■ **Exercise objective**: Your answer is a copy of every line in the records where "RwLock" appears.

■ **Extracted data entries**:
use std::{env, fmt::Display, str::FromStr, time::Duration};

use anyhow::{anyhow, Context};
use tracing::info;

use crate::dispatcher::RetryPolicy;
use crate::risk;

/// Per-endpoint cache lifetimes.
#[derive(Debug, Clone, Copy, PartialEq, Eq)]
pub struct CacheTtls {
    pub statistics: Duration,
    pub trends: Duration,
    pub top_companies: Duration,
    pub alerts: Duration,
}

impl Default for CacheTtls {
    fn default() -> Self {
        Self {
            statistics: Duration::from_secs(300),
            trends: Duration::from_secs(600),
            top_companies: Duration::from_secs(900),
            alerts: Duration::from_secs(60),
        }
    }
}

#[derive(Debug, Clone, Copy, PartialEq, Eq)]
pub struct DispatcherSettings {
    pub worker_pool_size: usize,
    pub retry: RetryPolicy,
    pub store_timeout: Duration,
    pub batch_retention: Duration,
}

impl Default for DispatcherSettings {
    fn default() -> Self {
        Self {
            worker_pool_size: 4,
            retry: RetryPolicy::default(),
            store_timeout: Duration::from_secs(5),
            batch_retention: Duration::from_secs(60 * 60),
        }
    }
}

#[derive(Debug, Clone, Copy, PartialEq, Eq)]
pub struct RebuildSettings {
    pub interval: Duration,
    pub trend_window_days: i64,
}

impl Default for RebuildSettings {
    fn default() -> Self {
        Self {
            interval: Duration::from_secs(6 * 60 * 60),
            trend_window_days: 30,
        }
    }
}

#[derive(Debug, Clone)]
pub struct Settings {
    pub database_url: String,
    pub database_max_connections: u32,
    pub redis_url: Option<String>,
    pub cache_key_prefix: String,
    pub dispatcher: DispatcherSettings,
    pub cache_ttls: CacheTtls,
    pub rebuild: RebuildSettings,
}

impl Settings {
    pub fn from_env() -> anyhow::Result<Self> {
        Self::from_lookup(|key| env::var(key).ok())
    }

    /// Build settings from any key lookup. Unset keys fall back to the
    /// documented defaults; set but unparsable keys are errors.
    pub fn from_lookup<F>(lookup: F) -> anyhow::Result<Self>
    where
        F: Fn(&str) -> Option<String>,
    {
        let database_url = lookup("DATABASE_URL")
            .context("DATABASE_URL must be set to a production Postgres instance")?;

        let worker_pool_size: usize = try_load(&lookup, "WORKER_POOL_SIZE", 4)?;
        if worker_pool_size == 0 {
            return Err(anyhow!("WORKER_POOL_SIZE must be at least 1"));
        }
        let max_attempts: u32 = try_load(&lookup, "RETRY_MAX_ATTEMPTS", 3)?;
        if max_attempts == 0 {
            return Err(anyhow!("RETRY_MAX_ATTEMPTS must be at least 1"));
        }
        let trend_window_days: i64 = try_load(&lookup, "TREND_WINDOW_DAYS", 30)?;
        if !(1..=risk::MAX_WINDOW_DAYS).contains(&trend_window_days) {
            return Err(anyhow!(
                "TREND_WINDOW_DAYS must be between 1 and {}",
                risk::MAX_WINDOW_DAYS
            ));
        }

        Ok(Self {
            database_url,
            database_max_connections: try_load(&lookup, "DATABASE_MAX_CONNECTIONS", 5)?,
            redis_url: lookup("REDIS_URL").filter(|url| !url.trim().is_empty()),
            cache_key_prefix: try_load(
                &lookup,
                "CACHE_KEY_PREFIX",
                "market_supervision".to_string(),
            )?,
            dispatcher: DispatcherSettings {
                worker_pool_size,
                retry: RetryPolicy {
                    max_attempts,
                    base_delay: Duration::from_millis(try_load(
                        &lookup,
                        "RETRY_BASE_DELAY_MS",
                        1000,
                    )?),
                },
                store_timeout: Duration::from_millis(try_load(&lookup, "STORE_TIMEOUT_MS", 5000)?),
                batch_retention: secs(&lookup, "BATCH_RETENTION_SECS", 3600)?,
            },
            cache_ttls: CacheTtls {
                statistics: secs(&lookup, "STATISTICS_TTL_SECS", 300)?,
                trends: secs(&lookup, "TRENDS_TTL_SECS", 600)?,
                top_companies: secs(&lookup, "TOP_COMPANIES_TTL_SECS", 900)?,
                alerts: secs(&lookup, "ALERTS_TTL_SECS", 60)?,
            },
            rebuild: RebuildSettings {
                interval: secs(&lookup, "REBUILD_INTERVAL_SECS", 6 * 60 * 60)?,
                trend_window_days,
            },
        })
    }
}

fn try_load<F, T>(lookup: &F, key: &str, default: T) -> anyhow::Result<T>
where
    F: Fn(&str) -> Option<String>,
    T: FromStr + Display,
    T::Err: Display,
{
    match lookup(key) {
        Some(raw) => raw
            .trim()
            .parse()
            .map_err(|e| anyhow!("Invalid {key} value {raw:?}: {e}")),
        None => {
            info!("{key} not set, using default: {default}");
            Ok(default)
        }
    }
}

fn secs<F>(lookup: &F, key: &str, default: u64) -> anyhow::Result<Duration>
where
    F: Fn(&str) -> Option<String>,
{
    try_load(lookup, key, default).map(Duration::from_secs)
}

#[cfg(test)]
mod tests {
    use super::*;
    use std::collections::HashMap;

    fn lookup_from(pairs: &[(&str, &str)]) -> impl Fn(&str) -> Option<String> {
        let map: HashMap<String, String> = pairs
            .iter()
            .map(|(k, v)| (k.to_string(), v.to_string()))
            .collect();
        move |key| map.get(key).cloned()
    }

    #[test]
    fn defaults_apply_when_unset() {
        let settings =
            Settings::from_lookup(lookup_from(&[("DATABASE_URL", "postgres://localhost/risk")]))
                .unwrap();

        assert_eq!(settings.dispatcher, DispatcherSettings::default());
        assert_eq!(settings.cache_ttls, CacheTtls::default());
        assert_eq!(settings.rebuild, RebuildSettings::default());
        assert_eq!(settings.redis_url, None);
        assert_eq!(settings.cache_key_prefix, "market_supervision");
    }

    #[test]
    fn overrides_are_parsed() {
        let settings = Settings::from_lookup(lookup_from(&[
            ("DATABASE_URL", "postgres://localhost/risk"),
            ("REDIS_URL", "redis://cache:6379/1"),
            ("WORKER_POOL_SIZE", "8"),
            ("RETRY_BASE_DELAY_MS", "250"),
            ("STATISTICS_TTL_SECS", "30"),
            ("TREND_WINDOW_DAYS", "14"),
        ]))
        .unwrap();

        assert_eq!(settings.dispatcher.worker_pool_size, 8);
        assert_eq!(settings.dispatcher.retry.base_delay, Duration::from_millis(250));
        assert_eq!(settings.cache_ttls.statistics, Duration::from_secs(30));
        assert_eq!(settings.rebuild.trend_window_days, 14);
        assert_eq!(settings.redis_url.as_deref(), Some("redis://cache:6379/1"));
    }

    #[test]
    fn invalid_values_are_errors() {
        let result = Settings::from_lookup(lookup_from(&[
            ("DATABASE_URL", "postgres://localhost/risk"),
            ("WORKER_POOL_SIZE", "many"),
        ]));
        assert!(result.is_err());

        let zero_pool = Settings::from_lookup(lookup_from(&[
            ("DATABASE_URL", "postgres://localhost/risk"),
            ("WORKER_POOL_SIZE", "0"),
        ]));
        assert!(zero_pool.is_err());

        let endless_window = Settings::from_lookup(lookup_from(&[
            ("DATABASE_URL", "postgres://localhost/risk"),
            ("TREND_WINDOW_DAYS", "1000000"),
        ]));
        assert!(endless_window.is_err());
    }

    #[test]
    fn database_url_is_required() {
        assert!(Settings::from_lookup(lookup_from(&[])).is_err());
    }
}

* * *

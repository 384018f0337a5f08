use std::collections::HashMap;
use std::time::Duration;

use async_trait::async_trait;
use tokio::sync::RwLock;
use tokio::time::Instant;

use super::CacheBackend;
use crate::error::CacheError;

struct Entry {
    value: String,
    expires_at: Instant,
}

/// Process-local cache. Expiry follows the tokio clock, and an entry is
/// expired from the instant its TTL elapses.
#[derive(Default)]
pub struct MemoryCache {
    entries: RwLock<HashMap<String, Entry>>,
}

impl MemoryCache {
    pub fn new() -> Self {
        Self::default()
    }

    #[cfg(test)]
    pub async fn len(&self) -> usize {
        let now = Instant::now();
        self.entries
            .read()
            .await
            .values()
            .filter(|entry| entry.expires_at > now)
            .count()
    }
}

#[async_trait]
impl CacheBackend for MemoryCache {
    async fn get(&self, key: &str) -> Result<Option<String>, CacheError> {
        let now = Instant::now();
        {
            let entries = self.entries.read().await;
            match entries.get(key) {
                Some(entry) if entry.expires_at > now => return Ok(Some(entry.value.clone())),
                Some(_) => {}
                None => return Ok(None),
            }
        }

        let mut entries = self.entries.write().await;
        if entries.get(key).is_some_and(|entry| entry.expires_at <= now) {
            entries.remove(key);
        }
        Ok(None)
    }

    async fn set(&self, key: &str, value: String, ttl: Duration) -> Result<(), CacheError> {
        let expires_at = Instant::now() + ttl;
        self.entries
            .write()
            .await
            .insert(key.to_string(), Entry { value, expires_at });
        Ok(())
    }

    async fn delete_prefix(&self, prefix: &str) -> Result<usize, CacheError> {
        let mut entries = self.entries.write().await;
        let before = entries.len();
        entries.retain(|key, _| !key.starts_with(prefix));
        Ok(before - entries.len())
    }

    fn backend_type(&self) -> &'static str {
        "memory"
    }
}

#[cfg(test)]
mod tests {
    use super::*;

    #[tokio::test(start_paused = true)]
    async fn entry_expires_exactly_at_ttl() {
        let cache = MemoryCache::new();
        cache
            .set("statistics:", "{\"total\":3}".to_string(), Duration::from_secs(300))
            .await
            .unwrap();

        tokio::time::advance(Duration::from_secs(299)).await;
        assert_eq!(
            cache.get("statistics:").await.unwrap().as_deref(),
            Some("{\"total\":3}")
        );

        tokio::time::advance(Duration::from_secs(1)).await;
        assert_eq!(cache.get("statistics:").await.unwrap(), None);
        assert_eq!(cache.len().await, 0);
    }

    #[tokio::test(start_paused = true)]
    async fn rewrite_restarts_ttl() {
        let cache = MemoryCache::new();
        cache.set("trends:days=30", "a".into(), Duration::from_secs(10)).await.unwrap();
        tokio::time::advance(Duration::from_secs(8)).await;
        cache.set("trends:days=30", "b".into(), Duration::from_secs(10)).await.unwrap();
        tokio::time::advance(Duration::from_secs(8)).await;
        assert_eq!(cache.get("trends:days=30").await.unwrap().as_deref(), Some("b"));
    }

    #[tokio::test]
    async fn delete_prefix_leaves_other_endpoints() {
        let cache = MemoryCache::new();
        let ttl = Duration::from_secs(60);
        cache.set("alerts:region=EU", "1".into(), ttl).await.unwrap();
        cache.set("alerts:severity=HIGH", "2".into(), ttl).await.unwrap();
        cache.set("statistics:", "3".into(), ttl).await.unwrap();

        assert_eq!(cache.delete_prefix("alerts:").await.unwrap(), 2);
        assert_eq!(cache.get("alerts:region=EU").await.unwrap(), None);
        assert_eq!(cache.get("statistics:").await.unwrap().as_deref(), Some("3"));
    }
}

==

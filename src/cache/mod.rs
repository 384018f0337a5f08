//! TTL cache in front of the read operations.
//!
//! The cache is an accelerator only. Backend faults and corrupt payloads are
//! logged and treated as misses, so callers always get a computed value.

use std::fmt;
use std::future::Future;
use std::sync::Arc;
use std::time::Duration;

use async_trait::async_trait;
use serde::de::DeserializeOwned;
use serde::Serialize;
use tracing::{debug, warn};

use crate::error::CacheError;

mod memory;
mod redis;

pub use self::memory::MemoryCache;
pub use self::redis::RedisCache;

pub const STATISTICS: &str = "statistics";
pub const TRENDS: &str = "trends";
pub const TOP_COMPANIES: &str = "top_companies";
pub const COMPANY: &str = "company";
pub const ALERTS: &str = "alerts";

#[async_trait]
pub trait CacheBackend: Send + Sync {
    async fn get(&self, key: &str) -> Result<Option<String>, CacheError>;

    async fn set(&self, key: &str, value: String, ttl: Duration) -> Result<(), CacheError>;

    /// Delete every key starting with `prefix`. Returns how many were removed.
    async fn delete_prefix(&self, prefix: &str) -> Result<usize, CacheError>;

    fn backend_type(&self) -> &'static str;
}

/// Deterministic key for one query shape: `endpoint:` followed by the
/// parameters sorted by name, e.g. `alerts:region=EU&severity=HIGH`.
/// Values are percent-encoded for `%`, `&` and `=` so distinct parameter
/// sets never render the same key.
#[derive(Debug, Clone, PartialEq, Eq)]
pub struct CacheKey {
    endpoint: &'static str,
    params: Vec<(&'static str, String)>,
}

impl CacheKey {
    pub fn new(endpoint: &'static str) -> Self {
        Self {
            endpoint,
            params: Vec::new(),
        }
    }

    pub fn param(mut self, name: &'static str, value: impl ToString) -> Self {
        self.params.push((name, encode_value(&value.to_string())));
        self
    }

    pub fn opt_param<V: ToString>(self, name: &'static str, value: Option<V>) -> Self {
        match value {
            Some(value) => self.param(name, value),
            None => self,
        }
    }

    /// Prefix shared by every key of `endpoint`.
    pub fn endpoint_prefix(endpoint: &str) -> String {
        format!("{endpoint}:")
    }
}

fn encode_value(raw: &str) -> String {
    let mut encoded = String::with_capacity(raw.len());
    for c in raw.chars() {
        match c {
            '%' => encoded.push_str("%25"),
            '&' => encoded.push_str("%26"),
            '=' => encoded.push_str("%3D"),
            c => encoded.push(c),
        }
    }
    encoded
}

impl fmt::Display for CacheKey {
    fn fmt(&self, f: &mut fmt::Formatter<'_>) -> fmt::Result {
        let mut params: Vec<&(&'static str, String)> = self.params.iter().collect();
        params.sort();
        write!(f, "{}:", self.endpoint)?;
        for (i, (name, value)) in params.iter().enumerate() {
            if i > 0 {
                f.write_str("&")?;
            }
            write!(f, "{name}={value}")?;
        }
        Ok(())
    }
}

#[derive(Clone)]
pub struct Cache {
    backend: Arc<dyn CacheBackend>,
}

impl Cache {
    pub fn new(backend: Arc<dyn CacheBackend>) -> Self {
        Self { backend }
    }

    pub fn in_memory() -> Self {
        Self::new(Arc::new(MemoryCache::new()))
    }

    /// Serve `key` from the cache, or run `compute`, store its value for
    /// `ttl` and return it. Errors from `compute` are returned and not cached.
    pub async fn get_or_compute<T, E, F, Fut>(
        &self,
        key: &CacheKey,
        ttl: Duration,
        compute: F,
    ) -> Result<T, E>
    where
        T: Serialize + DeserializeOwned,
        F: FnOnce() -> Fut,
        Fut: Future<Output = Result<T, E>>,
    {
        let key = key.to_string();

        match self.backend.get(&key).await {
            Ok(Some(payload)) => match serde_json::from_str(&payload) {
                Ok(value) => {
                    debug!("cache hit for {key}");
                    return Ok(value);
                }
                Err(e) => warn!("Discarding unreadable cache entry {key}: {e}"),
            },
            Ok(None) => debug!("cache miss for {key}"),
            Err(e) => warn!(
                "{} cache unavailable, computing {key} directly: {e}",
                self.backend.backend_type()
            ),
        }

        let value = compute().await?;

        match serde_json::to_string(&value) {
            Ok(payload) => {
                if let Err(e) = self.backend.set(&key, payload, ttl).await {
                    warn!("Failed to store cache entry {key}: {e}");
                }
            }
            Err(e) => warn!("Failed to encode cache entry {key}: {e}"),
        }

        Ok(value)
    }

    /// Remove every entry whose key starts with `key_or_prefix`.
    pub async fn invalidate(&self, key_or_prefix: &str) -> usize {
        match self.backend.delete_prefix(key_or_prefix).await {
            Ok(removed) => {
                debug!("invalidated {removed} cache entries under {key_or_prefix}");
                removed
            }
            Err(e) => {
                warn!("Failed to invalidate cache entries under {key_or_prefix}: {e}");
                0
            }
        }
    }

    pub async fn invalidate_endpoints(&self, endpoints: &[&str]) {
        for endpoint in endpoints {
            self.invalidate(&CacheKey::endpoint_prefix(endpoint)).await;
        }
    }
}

■ **Written response**:
use tokio::sync::RwLock;
    entries: RwLock<HashMap<String, Entry>>,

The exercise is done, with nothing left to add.